Filter out all lines without the word "false" from the data below, please, and copy the rest.

__Exercise data__:
============

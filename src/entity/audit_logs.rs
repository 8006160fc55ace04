//! 审计日志实体

use sea_orm::entity::prelude::*;

#[derive(Clone, Debug, PartialEq, DeriveEntityModel)]
#[sea_orm(table_name = "audit_logs")]
pub struct Model {
    #[sea_orm(primary_key)]
    pub id: i64,
    pub user_id: i64,
    pub action: String,
    #[sea_orm(column_type = "Text")]
    pub details: String,
    pub ip_address: Option<String>,
    pub created_at: i64,
}

#[derive(Copy, Clone, Debug, EnumIter, DeriveRelation)]
pub enum Relation {}

impl ActiveModelBehavior for ActiveModel {}
//! 对象缓存层
//!
//! 通过运行时注册表选择后端：`moka`（进程内）或 `redis`。
//! 用于认证用户等热点对象的短 TTL 缓存。

pub mod object_cache;
pub mod register;

use async_trait::async_trait;

/// 缓存查询结果
#[derive(Debug, Clone, PartialEq)]
pub enum CacheResult<T> {
    Found(T),
    NotFound,
    /// 后端暂时不可用或取值失败
    ExistsButNoValue,
}

#[async_trait]
pub trait ObjectCache: Send + Sync {
    async fn get_raw(&self, key: &str) -> CacheResult<String>;
    /// ttl 以秒计，0 表示使用后端默认 TTL
    async fn insert_raw(&self, key: String, value: String, ttl: u64);
    async fn remove(&self, key: &str);
    async fn invalidate_all(&self);
}

/// 注册缓存后端插件
///
/// 在模块内展开一个 ctor 构造函数，进程启动时把后端构造器
/// 挂进全局注册表。后端类型需要提供
/// `fn new() -> std::result::Result<Self, String>`。
#[macro_export]
macro_rules! declare_object_cache_plugin {
    ($name:literal, $ty:ty) => {
        #[ctor::ctor]
        fn _register_object_cache_plugin() {
            $crate::cache::register::register_object_cache_plugin(
                $name,
                std::sync::Arc::new(|| {
                    Box::pin(async {
                        let backend = <$ty>::new()
                            .map_err($crate::errors::AcademiaError::cache_connection)?;
                        Ok(Box::new(backend) as Box<dyn $crate::cache::ObjectCache>)
                    })
                        as $crate::cache::register::BoxedObjectCacheFuture
                }),
            );
        }
    };
}
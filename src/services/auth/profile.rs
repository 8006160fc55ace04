use actix_web::{HttpRequest, HttpResponse, Result as ActixResult};

use crate::middlewares::RequireJWT;
use crate::models::{ApiResponse, ErrorCode};

use super::AuthService;

/// 当前登录用户的资料
pub async fn handle_profile(
    _service: &AuthService,
    request: &HttpRequest,
) -> ActixResult<HttpResponse> {
    match RequireJWT::extract_user_claims(request) {
        Some(user) => Ok(HttpResponse::Ok().json(ApiResponse::success(user, "查询成功"))),
        None => Ok(HttpResponse::Unauthorized()
            .json(ApiResponse::error_empty(ErrorCode::Unauthorized, "未登录"))),
    }
}
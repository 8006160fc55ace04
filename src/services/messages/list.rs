use actix_web::{HttpRequest, HttpResponse, Result as ActixResult};

use super::MessageService;
use crate::middlewares::RequireJWT;
use crate::models::common::pagination::PaginationQuery;
use crate::models::{ApiResponse, ErrorCode};

/// 当前用户收发的全部私信，新的在前
/// GET /messages
pub async fn list_messages(
    service: &MessageService,
    request: &HttpRequest,
    pagination: PaginationQuery,
) -> ActixResult<HttpResponse> {
    let storage = service.get_storage(request);

    let Some(user_id) = RequireJWT::extract_user_id(request) else {
        return Ok(HttpResponse::Unauthorized().json(ApiResponse::error_empty(
            ErrorCode::Unauthorized,
            "未登录或登录已过期",
        )));
    };

    match storage
        .list_messages_for_user(user_id, pagination.page, pagination.size)
        .await
    {
        Ok(response) => Ok(HttpResponse::Ok().json(ApiResponse::success(response, "获取私信列表成功"))),
        Err(e) => Ok(
            HttpResponse::InternalServerError().json(ApiResponse::error_empty(
                ErrorCode::InternalServerError,
                format!("查询私信失败: {e}"),
            )),
        ),
    }
}
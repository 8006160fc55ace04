//! 站内私信存储操作

use std::collections::HashMap;
use std::str::FromStr;

use super::SeaOrmStorage;
use crate::entity::messages::{ActiveModel, Column, Entity as Messages, Model as MessageModel};
use crate::entity::users::{Column as UserColumn, Entity as Users, Model as UserModel};
use crate::errors::{AcademiaError, Result};
use crate::models::{
    PaginationInfo,
    messages::{
        entities::Message,
        requests::SendMessageRequest,
        responses::{MessageListItem, MessageListResponse, MessageParticipant},
    },
    users::entities::UserRole,
};
use sea_orm::{
    ActiveModelTrait, ColumnTrait, Condition, EntityTrait, PaginatorTrait, QueryFilter, QueryOrder,
    Select, Set,
};

impl SeaOrmStorage {
    /// 发送私信
    pub async fn send_message_impl(
        &self,
        sender_id: i64,
        req: SendMessageRequest,
    ) -> Result<Message> {
        let now = chrono::Utc::now().timestamp();

        let model = ActiveModel {
            sender_id: Set(sender_id),
            recipient_id: Set(req.recipient_id),
            subject: Set(req.subject),
            content: Set(req.content),
            is_read: Set(false),
            created_at: Set(now),
            ..Default::default()
        };

        let result = model
            .insert(&self.db)
            .await
            .map_err(|e| AcademiaError::database_operation(format!("发送私信失败: {e}")))?;

        Ok(result.into_message())
    }

    /// 当前用户收发的全部私信（分页，新的在前）
    pub async fn list_messages_for_user_impl(
        &self,
        user_id: i64,
        page: i64,
        size: i64,
    ) -> Result<MessageListResponse> {
        let select = Messages::find()
            .filter(
                Condition::any()
                    .add(Column::SenderId.eq(user_id))
                    .add(Column::RecipientId.eq(user_id)),
            )
            .order_by_desc(Column::CreatedAt);

        self.paginate_messages(select, page, size).await
    }

    /// 与某个用户的对话（分页，旧的在前）
    pub async fn list_conversation_impl(
        &self,
        user_id: i64,
        peer_id: i64,
        page: i64,
        size: i64,
    ) -> Result<MessageListResponse> {
        let select = Messages::find()
            .filter(
                Condition::any()
                    .add(
                        Condition::all()
                            .add(Column::SenderId.eq(user_id))
                            .add(Column::RecipientId.eq(peer_id)),
                    )
                    .add(
                        Condition::all()
                            .add(Column::SenderId.eq(peer_id))
                            .add(Column::RecipientId.eq(user_id)),
                    ),
            )
            .order_by_asc(Column::CreatedAt);

        self.paginate_messages(select, page, size).await
    }

    /// 标记单条已读，recipient_id 过滤防止越权标记他人私信
    pub async fn mark_message_read_impl(
        &self,
        recipient_id: i64,
        message_id: i64,
    ) -> Result<bool> {
        let result = Messages::update_many()
            .col_expr(Column::IsRead, sea_orm::sea_query::Expr::value(true))
            .filter(Column::Id.eq(message_id))
            .filter(Column::RecipientId.eq(recipient_id))
            .exec(&self.db)
            .await
            .map_err(|e| AcademiaError::database_operation(format!("标记私信已读失败: {e}")))?;

        Ok(result.rows_affected > 0)
    }

    /// 标记某发件人发来的全部私信已读
    pub async fn mark_conversation_read_impl(
        &self,
        recipient_id: i64,
        sender_id: i64,
    ) -> Result<u64> {
        let result = Messages::update_many()
            .col_expr(Column::IsRead, sea_orm::sea_query::Expr::value(true))
            .filter(Column::SenderId.eq(sender_id))
            .filter(Column::RecipientId.eq(recipient_id))
            .filter(Column::IsRead.eq(false))
            .exec(&self.db)
            .await
            .map_err(|e| AcademiaError::database_operation(format!("标记对话已读失败: {e}")))?;

        Ok(result.rows_affected)
    }

    /// 分页查询私信并批量补齐收发双方信息
    async fn paginate_messages(
        &self,
        select: Select<Messages>,
        page: i64,
        size: i64,
    ) -> Result<MessageListResponse> {
        let page = page.max(1) as u64;
        let size = size.clamp(1, 100) as u64;

        let paginator = select.paginate(&self.db, size);
        let total = paginator
            .num_items()
            .await
            .map_err(|e| AcademiaError::database_operation(format!("查询私信总数失败: {e}")))?;

        let pages = paginator
            .num_pages()
            .await
            .map_err(|e| AcademiaError::database_operation(format!("查询私信页数失败: {e}")))?;

        let messages = paginator
            .fetch_page(page - 1)
            .await
            .map_err(|e| AcademiaError::database_operation(format!("查询私信列表失败: {e}")))?;

        // 批量查询收发双方
        let user_ids: Vec<i64> = messages
            .iter()
            .flat_map(|m| [m.sender_id, m.recipient_id])
            .collect::<std::collections::HashSet<_>>()
            .into_iter()
            .collect();

        let users = Users::find()
            .filter(UserColumn::Id.is_in(user_ids))
            .all(&self.db)
            .await
            .map_err(|e| AcademiaError::database_operation(format!("查询用户信息失败: {e}")))?;
        let user_map: HashMap<i64, UserModel> = users.into_iter().map(|u| (u.id, u)).collect();

        let participant = |id: i64| {
            user_map.get(&id).map(|u| MessageParticipant {
                id: u.id,
                first_name: u.first_name.clone(),
                last_name: u.last_name.clone(),
                role: UserRole::from_str(&u.role).unwrap_or(UserRole::Student),
            })
        };

        let items = messages
            .into_iter()
            .map(|m: MessageModel| {
                let sender = participant(m.sender_id);
                let recipient = participant(m.recipient_id);
                MessageListItem {
                    message: m.into_message(),
                    sender,
                    recipient,
                }
            })
            .collect();

        Ok(MessageListResponse {
            items,
            pagination: PaginationInfo {
                page: page as i64,
                page_size: size as i64,
                total: total as i64,
                total_pages: pages as i64,
            },
        })
    }
}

============

__Exercise result__:
            is_read: Set(false),
            .filter(Column::IsRead.eq(false))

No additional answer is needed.